Data records
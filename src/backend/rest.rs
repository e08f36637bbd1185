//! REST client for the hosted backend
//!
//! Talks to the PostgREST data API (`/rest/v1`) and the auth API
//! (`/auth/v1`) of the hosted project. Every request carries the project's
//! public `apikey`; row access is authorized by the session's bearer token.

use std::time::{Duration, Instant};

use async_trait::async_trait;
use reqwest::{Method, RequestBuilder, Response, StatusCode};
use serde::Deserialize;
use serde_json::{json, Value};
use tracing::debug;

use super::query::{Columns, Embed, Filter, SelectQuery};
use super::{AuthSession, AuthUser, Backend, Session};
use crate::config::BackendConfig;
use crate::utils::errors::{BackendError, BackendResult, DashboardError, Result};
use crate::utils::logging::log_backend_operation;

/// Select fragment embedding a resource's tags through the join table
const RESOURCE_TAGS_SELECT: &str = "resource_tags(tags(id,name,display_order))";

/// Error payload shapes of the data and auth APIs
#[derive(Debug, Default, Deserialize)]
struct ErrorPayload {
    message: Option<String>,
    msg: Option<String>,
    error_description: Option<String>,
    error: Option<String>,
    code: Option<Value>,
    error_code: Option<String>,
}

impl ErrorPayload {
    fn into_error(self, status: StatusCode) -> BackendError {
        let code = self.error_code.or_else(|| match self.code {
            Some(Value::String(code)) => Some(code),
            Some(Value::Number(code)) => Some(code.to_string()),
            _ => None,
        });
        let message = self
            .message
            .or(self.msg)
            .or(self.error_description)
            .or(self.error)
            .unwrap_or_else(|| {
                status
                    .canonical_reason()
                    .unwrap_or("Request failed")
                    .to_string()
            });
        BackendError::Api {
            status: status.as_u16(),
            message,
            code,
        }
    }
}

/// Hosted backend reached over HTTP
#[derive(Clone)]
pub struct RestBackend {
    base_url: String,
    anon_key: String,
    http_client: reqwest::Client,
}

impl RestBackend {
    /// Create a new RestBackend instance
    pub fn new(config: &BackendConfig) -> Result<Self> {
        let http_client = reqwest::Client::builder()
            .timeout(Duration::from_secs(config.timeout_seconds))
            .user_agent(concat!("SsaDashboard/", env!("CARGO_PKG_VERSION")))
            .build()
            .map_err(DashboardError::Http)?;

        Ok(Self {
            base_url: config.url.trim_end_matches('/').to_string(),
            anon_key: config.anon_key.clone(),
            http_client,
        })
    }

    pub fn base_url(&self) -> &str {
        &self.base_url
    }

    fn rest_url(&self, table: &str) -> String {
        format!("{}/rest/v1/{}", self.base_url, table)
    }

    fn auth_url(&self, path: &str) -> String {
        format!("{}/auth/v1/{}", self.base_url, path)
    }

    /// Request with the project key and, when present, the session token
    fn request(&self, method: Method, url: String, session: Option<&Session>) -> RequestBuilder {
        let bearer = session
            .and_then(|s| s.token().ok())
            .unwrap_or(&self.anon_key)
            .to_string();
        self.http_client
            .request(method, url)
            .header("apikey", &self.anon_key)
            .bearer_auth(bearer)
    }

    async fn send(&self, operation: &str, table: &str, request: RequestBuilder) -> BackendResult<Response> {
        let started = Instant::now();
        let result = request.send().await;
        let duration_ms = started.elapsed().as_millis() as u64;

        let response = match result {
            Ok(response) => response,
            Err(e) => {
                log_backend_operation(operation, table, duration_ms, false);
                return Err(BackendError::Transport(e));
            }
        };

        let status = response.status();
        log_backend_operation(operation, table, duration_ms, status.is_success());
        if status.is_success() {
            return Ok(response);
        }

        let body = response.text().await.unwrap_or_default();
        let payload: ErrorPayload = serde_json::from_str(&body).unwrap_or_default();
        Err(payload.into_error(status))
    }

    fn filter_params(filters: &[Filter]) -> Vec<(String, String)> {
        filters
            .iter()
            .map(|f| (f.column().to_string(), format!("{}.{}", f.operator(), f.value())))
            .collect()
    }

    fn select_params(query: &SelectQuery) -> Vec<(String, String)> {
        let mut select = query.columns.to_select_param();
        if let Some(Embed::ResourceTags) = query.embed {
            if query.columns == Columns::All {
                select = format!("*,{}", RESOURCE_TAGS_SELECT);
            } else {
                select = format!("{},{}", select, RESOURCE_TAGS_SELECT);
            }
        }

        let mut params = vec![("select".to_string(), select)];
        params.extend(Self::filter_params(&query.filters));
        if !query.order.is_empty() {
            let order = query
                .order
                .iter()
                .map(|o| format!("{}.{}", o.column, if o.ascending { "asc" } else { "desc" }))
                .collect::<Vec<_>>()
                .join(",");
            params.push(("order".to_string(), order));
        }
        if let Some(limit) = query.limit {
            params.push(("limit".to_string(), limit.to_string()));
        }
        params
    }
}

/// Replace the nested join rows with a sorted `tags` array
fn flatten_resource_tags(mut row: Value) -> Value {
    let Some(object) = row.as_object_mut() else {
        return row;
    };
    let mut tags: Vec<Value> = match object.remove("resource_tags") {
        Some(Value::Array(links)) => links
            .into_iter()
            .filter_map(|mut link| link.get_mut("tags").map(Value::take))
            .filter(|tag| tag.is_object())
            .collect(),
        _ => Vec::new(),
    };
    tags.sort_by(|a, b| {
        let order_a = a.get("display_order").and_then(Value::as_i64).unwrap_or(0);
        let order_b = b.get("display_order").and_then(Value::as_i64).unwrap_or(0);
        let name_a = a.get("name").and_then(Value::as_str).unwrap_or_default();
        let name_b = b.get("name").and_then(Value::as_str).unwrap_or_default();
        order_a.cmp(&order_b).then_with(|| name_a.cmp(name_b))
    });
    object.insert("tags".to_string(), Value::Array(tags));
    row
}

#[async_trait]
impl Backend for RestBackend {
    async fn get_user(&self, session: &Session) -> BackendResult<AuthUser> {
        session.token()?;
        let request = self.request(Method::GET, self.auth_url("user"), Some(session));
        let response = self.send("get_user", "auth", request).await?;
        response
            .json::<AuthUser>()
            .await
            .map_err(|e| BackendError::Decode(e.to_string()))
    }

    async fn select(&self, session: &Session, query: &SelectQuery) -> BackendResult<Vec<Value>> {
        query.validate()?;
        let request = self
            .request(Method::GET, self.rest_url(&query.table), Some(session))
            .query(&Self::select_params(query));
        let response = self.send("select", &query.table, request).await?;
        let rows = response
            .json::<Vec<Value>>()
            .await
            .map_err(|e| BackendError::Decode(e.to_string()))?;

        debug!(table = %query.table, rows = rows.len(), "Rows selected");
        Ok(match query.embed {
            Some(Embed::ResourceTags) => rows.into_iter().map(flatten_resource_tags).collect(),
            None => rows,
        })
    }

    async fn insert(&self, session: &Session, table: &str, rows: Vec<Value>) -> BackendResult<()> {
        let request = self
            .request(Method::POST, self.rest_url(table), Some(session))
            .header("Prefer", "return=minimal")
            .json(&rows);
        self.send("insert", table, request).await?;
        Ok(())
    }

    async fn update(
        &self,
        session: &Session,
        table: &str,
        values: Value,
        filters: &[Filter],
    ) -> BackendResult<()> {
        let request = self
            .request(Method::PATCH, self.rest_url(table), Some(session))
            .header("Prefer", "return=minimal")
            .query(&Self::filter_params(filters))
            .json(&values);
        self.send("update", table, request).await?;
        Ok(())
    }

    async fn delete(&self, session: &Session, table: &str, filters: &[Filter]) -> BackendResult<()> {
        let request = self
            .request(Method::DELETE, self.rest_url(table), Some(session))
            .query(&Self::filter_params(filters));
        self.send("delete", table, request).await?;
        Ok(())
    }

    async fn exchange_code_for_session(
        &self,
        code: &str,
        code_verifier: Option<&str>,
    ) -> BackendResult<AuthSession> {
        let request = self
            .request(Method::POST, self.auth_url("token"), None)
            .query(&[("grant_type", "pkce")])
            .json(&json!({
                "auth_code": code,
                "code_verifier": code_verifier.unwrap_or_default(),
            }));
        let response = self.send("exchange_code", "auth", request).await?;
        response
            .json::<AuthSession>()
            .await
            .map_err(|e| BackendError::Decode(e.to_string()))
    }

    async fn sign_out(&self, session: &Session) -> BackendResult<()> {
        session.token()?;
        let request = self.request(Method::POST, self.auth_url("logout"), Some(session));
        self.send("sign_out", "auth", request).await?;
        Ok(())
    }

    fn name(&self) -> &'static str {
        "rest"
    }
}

Problem description
Search the data above for lines holding "message" and copy each of them.

Response to the exercise
    message: Option<String>,
        let message = self
            .message
            message,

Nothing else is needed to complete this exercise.